You just don't want to say it.
I understand.
I've been there.
I've been there with you.
Now, age is another big factor.
Nearly 45% of Americans age 20 to 39 eat fast food on any given day.
By the time they're 60, boy, I remember when I hit 60.
However, that, it plunges down to 24%.
So I know, you get over 60 and it's like, no, I'm not going there.
I'm just going to stay home.
I was going to stay home.
The doctor said I can't eat that.
Right.
Doctors, who cares?
You know, you really, I remember a doctor's appointment where the docket is back to me
and he goes, you look like you put on a little weight.
And I was like, yeah, I'm trying to get to 800 pounds.
And he just, he didn't even flinch.
He just was like, well, good luck with it.
And he signs them, and he's, I just finished writing my prescriptions, okay?
We're done talking.
We're done talking, okay?
Now, it should be no surprise.
Men, and particularly, you know, younger men are huge users of fast food restaurants.
Lunch is still king.
So, you know, you have, you have 38% of men eating fast food on any given day compared to 35% of women.
So there's, you know, there's a lot of guys going by themselves, doing the drive-thru by themselves.
That's where that's the problem, right?
That's where you go through the drive-thru by yourself.
If you brought a workmate, female or male, yeah, you know, I'll just take the burger and fries and a drink.
You buy yourself?
I need two double-doubles.
I need a large fry and I need a shake.
And then, yeah, I need a large shake.
And you might as well put some cheese on the one order of fries and then a Diet Coke.
So that's your lunch.
Wouldn't you buy yourself?
I understand.
And I need some extra ketchup.
but definitely not enough.
You know, you have to fight with some of the people
at some of the fast food places now for extra ketchup.

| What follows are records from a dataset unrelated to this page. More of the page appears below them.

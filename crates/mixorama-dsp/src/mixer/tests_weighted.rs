//! Tests for weighted summation.

use pretty_assertions::assert_eq;

use super::*;
use crate::MixError;

fn wave(value: i16, len: usize) -> Vec<i16> {
    vec![value; len]
}

#[test]
fn test_weighted_sum_equal_weights() {
    let result = weighted_sum(&[0.5, 0.5], &[wave(1000, 10), wave(2000, 10)]).unwrap();
    assert_eq!(result, wave(1500, 10));
}

#[test]
fn test_weighted_sum_rounds_to_nearest() {
    // 0.5 * 1 + 0.5 * 2 = 1.5 -> 2
    let result = weighted_sum(&[0.5, 0.5], &[vec![1i16, -1], vec![2i16, -2]]).unwrap();
    assert_eq!(result, vec![2, -2]);
}

#[test]
fn test_weighted_sum_weights_follow_input_order() {
    let a = wave(1000, 3);
    let b = wave(2000, 3);
    let ab = weighted_sum(&[1.0, 0.0], &[&a, &b]).unwrap();
    let ba = weighted_sum(&[1.0, 0.0], &[&b, &a]).unwrap();
    assert_eq!(ab, a);
    assert_eq!(ba, b);
}

#[test]
fn test_weighted_sum_negative_weight_inverts() {
    let result = weighted_sum(&[-1.0], &[vec![100i16, -100, 0]]).unwrap();
    assert_eq!(result, vec![-100, 100, 0]);
}

#[test]
fn test_weighted_sum_saturates() {
    let result = weighted_sum(&[2.0, 2.0], &[wave(20000, 2), wave(20000, 2)]).unwrap();
    assert_eq!(result, wave(i16::MAX, 2));

    let result = weighted_sum(&[2.0, 2.0], &[wave(-20000, 2), wave(-20000, 2)]).unwrap();
    assert_eq!(result, wave(i16::MIN, 2));
}

#[test]
fn test_weighted_sum_three_inputs() {
    let result = weighted_sum(
        &[0.25, 0.25, 0.5],
        &[wave(400, 5), wave(800, 5), wave(-1000, 5)],
    )
    .unwrap();
    // 100 + 200 - 500
    assert_eq!(result, wave(-200, 5));
}

#[test]
fn test_weighted_sum_weight_count_mismatch() {
    let err = weighted_sum(&[0.5], &[wave(1000, 10), wave(1000, 10)]).unwrap_err();
    assert!(matches!(
        err,
        MixError::WeightCountMismatch {
            weights: 1,
            inputs: 2
        }
    ));
}

#[test]
fn test_weighted_sum_weight_check_precedes_empty_check() {
    let empty: [Vec<i16>; 0] = [];
    let err = weighted_sum(&[1.0], &empty).unwrap_err();
    assert!(matches!(err, MixError::WeightCountMismatch { .. }));

    let err = weighted_sum(&[], &empty).unwrap_err();
    assert!(matches!(err, MixError::EmptyInput));
}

I'm like, I need some extra ketchup.
No, I need some more.
Oh, seriously, just put your hand down in there,
put some in the bag.
Get the manager if you can't do that
because we're going to come in.
Now, I've started doing this.
I'm going to tell you a little secret of fast food places for ketchup.
All right?
What you do is you go in, right?
A lot of times we like to go through the drive-thru.
I get it.
You're lazy.
You don't want to get out of your car.
But you go in.
You order it at the counter and you take it to go.
But you just get a small cup.
I just need to have one of the water cups.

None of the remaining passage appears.